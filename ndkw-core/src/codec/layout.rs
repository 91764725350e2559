use std::io::{Read, Write};

use super::CodecError;

/// Version-specific parts of the container body.
///
/// Both layouts share the header and device block; they differ in the width
/// of each device's `dataLength` field.
pub(crate) trait SessionLayout: Sync {
    fn version(&self) -> u16;

    /// Bytes taken by one encoded `dataLength`.
    fn length_width(&self) -> u64;

    fn write_data_length(&self, writer: &mut dyn Write, length: u64) -> Result<(), CodecError>;

    fn read_data_length(&self, reader: &mut dyn Read) -> Result<u64, CodecError>;
}

/// Version 1: `dataLength` is int32 LE.
struct CompactLengths;

/// Version 2: `dataLength` is int64 LE.
struct WideLengths;

impl SessionLayout for CompactLengths {
    fn version(&self) -> u16 {
        1
    }

    fn length_width(&self) -> u64 {
        4
    }

    fn write_data_length(&self, writer: &mut dyn Write, length: u64) -> Result<(), CodecError> {
        let length = i32::try_from(length).map_err(|_| CodecError::PayloadTooLarge {
            length,
            version: self.version(),
        })?;
        writer.write_all(&length.to_le_bytes())?;
        Ok(())
    }

    fn read_data_length(&self, reader: &mut dyn Read) -> Result<u64, CodecError> {
        let mut buf = [0u8; 4];
        reader.read_exact(&mut buf)?;
        let length = i32::from_le_bytes(buf);
        u64::try_from(length)
            .map_err(|_| CodecError::MalformedContainer(format!("negative data length {}", length)))
    }
}

impl SessionLayout for WideLengths {
    fn version(&self) -> u16 {
        2
    }

    fn length_width(&self) -> u64 {
        8
    }

    fn write_data_length(&self, writer: &mut dyn Write, length: u64) -> Result<(), CodecError> {
        let length = i64::try_from(length).map_err(|_| CodecError::PayloadTooLarge {
            length,
            version: self.version(),
        })?;
        writer.write_all(&length.to_le_bytes())?;
        Ok(())
    }

    fn read_data_length(&self, reader: &mut dyn Read) -> Result<u64, CodecError> {
        let mut buf = [0u8; 8];
        reader.read_exact(&mut buf)?;
        let length = i64::from_le_bytes(buf);
        u64::try_from(length)
            .map_err(|_| CodecError::MalformedContainer(format!("negative data length {}", length)))
    }
}

static LAYOUTS: [&dyn SessionLayout; 2] = [&CompactLengths, &WideLengths];

/// Versions this build can read and write, ascending.
pub const SUPPORTED_VERSIONS: [u16; 2] = [1, 2];

pub(crate) fn layout_for(version: u16) -> Result<&'static dyn SessionLayout, CodecError> {
    LAYOUTS
        .iter()
        .copied()
        .find(|layout| layout.version() == version)
        .ok_or(CodecError::UnsupportedVersion(version))
}

pub(crate) fn latest() -> &'static dyn SessionLayout {
    LAYOUTS[LAYOUTS.len() - 1]
}
use std::path::PathBuf;
use std::time::Duration;

use serde::{Deserialize, Serialize};

/// Where a device's rolling cache lives while recording.
#[derive(Debug, Clone, Copy, PartialEq, Eq, Default, Serialize, Deserialize)]
#[serde(rename_all = "camelCase")]
pub enum CacheBackingKind {
    Memory,
    #[default]
    TempFile,
}

/// Recorder-wide settings shared by every capture run.
#[derive(Debug, Clone)]
pub struct RecorderConfiguration {
    /// Directory holding finalized `.ndkw` sessions.
    pub queue_directory: PathBuf,

    /// Size of the write-behind buffer in front of each ring cache (default: 8 MiB).
    pub write_behind_capacity: usize,

    /// Backing store for ring caches (default: anonymous temp file).
    pub cache_backing: CacheBackingKind,

    /// Endpoints with more channels are reduced to this many (default: 2).
    pub max_channels: u16,

    /// Longest rolling history a caller may request (default: 1 hour).
    pub max_cache_duration: Duration,
}

impl RecorderConfiguration {
    pub fn with_queue_directory(queue_directory: impl Into<PathBuf>) -> Self {
        Self {
            queue_directory: queue_directory.into(),
            ..Default::default()
        }
    }

    pub fn validate(&self) -> Result<(), String> {
        if self.queue_directory.as_os_str().is_empty() {
            return Err("queue directory must not be empty".into());
        }
        if self.write_behind_capacity == 0 {
            return Err("write-behind capacity must be positive".into());
        }
        if self.max_channels == 0 {
            return Err("max channels must be positive".into());
        }
        if self.max_cache_duration.is_zero() {
            return Err("max cache duration must be positive".into());
        }
        Ok(())
    }
}

impl Default for RecorderConfiguration {
    fn default() -> Self {
        Self {
            queue_directory: PathBuf::from("Queued"),
            write_behind_capacity: 1 << 23,
            cache_backing: CacheBackingKind::TempFile,
            max_channels: 2,
            max_cache_duration: Duration::from_secs(60 * 60),
        }
    }
}
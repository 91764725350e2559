//! # ndkw-windows
//!
//! Windows WASAPI backend for ndkw-core.
//!
//! Provides:
//! - `WasapiDirectory` — endpoint enumeration via the MMDevice API, with
//!   polling device-change notifications
//! - `WasapiCapture` — shared-mode capture of inputs, and loopback capture
//!   plus a silent render stream for outputs
//!
//! ## Platform Requirements
//! - Windows 10 or later
//! - Visual Studio Build Tools 2022 + Windows SDK for linking
//!
//! ## Usage
//! ```ignore
//! use std::sync::Arc;
//! use ndkw_core::{CaptureOrchestrator, RecorderConfiguration};
//! use ndkw_windows::WasapiDirectory;
//!
//! let directory = Arc::new(WasapiDirectory::new()?);
//! let recorder = CaptureOrchestrator::new(directory, RecorderConfiguration::default())?;
//! ```

pub mod mix_format;

#[cfg(target_os = "windows")]
mod com;
#[cfg(target_os = "windows")]
pub mod device_enumerator;
#[cfg(target_os = "windows")]
pub mod wasapi_capture;

#[cfg(target_os = "windows")]
pub use device_enumerator::WasapiDirectory;
#[cfg(target_os = "windows")]
pub use wasapi_capture::WasapiCapture;
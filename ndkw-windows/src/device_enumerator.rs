//! Windows audio endpoint directory via the MMDevice API.
//!
//! COM objects are created per call on the calling thread, so the directory
//! itself holds no apartment-bound state and can be shared freely.

use std::sync::atomic::{AtomicBool, Ordering};
use std::sync::Arc;
use std::thread;
use std::time::Duration;

use parking_lot::Mutex;
use windows::Win32::Media::Audio::*;

use ndkw_core::models::error::CaptureError;
use ndkw_core::{CaptureProvider, Device, DeviceChangeCallback, DeviceDirectory, DeviceKind};

use crate::com::{self, ComScope};
use crate::wasapi_capture::WasapiCapture;

const WATCH_INTERVAL: Duration = Duration::from_secs(2);

fn data_flow(kind: DeviceKind) -> EDataFlow {
    match kind {
        DeviceKind::Input => eCapture,
        DeviceKind::Output => eRender,
    }
}

struct Watcher {
    stop: Arc<AtomicBool>,
    thread: thread::JoinHandle<()>,
}

/// [`DeviceDirectory`] over the active WASAPI capture and render endpoints.
pub struct WasapiDirectory {
    callbacks: Arc<Mutex<Vec<DeviceChangeCallback>>>,
    watcher: Mutex<Option<Watcher>>,
}

impl WasapiDirectory {
    /// Checks that the MMDevice API is reachable.
    pub fn new() -> Result<Self, CaptureError> {
        let _com = ComScope::enter()?;
        com::enumerator()?;
        Ok(Self {
            callbacks: Arc::new(Mutex::new(Vec::new())),
            watcher: Mutex::new(None),
        })
    }

    fn list_kind(enumerator: &IMMDeviceEnumerator, kind: DeviceKind) -> Result<Vec<Device>, CaptureError> {
        let mut devices = Vec::new();
        for id in com::endpoint_ids(enumerator, data_flow(kind))? {
            let Ok(device) = com::device_by_id(enumerator, &id) else {
                continue;
            };
            let name = com::friendly_name(&device).unwrap_or_else(|| id.clone());
            devices.push(Device::new(id, name, kind));
        }
        Ok(devices)
    }

    fn spawn_watcher(&self) -> Result<Watcher, CaptureError> {
        let stop = Arc::new(AtomicBool::new(false));
        let callbacks = Arc::clone(&self.callbacks);
        let flag = Arc::clone(&stop);

        let thread = thread::Builder::new()
            .name("wasapi-device-watch".into())
            .spawn(move || {
                let _com = match ComScope::enter() {
                    Ok(scope) => scope,
                    Err(e) => {
                        log::error!("Device watch disabled: {}", e);
                        return;
                    }
                };
                let mut known = endpoint_fingerprint();
                while !flag.load(Ordering::SeqCst) {
                    thread::sleep(WATCH_INTERVAL);
                    let current = endpoint_fingerprint();
                    if current != known {
                        log::info!("Audio endpoints changed");
                        known = current;
                        let listeners = callbacks.lock().clone();
                        for listener in listeners {
                            listener();
                        }
                    }
                }
            })
            .map_err(|e| CaptureError::Backend(format!("failed to spawn device watch thread: {}", e)))?;

        Ok(Watcher { stop, thread })
    }
}

/// Sorted ids of every active endpoint. Empty on enumeration failure.
fn endpoint_fingerprint() -> Vec<String> {
    let Ok(enumerator) = com::enumerator() else {
        return Vec::new();
    };
    let mut ids = Vec::new();
    for flow in [eCapture, eRender] {
        match com::endpoint_ids(&enumerator, flow) {
            Ok(found) => ids.extend(found),
            Err(e) => log::warn!("Endpoint poll failed: {}", e),
        }
    }
    ids.sort();
    ids
}

impl DeviceDirectory for WasapiDirectory {
    fn list_devices(&self) -> Result<Vec<Device>, CaptureError> {
        let _com = ComScope::enter()?;
        let enumerator = com::enumerator()?;
        let mut devices = Self::list_kind(&enumerator, DeviceKind::Input)?;
        devices.extend(Self::list_kind(&enumerator, DeviceKind::Output)?);
        Ok(devices)
    }

    fn default_device(&self, kind: DeviceKind) -> Result<Option<Device>, CaptureError> {
        let _com = ComScope::enter()?;
        let enumerator = com::enumerator()?;
        let Ok(device) = (unsafe { enumerator.GetDefaultAudioEndpoint(data_flow(kind), eConsole) }) else {
            return Ok(None);
        };
        let id = com::device_id(&device)?;
        let name = com::friendly_name(&device).unwrap_or_else(|| id.clone());
        Ok(Some(Device::new(id, name, kind)))
    }

    fn open_capture(&self, device: &Device) -> Result<Box<dyn CaptureProvider>, CaptureError> {
        Ok(Box::new(WasapiCapture::open(device.clone())?))
    }

    fn watch(&self, on_change: DeviceChangeCallback) -> Result<(), CaptureError> {
        self.callbacks.lock().push(on_change);
        let mut watcher = self.watcher.lock();
        if watcher.is_none() {
            *watcher = Some(self.spawn_watcher()?);
        }
        Ok(())
    }
}

impl Drop for WasapiDirectory {
    fn drop(&mut self) {
        if let Some(watcher) = self.watcher.lock().take() {
            watcher.stop.store(true, Ordering::SeqCst);
            if watcher.thread.join().is_err() {
                log::warn!("Device watch thread panicked");
            }
        }
    }
}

> TASK DESCRIPTION
When a line above contains the string "WasapiDirectory", copy that line.

> PROBLEM SOLUTION
//! - `WasapiDirectory` — endpoint enumeration via the MMDevice API, with
//! use ndkw_windows::WasapiDirectory;
//! let directory = Arc::new(WasapiDirectory::new()?);
pub use device_enumerator::WasapiDirectory;
pub struct WasapiDirectory {
impl WasapiDirectory {
impl DeviceDirectory for WasapiDirectory {
impl Drop for WasapiDirectory {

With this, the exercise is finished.